A Robust and Efficient Multi-Agent Reinforcement Learning Framework for Traffic Signal Control

TL;DR

This paper introduces a robust multi-agent reinforcement learning framework for traffic signal control that improves generalization, stability, and responsiveness in dynamic traffic environments, validated through extensive simulations.

Contribution

It presents a novel MARL framework with turning ratio randomization, exponential phase adjustment, and neighbor-based observations, enhancing robustness and scalability over existing methods.

Findings

Reduces average waiting time by over 10%.

Outperforms standard RL baselines in unseen scenarios.

Maintains high control stability and adaptability.

Abstract

Reinforcement Learning (RL) in Traffic Signal Control (TSC) faces significant hurdles in real-world deployment due to limited generalization to dynamic traffic flow variations.
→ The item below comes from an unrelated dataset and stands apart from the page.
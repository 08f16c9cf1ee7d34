//! Signed transactions, sealed blocks, and the hash-chained ledger.

pub mod block;
pub mod chain;
pub mod transaction;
Existing approaches often overfit static patterns and use action spaces incompatible with driver expectations. This paper proposes a robust Multi-Agent Reinforcement Learning (MARL) framework validated in the Vissim traffic simulator. The framework integrates three mechanisms: (1) Turning Ratio Randomization, a training strategy that exposes agents to dynamic turning probabilities to enhance robustness against unseen scenarios; (2) a stability-oriented Exponential Phase Duration Adjustment action space, which balances responsiveness and precision through cyclical, exponential phase adjustments; and (3) a Neighbor-Based Observation scheme utilizing the MAPPO algorithm with Centralized Training with Decentralized Execution (CTDE). By leveraging centralized updates, this approach approximates the efficacy of global observations while maintaining scalable local communication. Experimental results demonstrate that our framework outperforms standard RL baselines, reducing average waiting time by over 10%. The proposed model exhibits superior generalization in unseen traffic scenarios and maintains high control stability, offering a practical solution for adaptive signal control.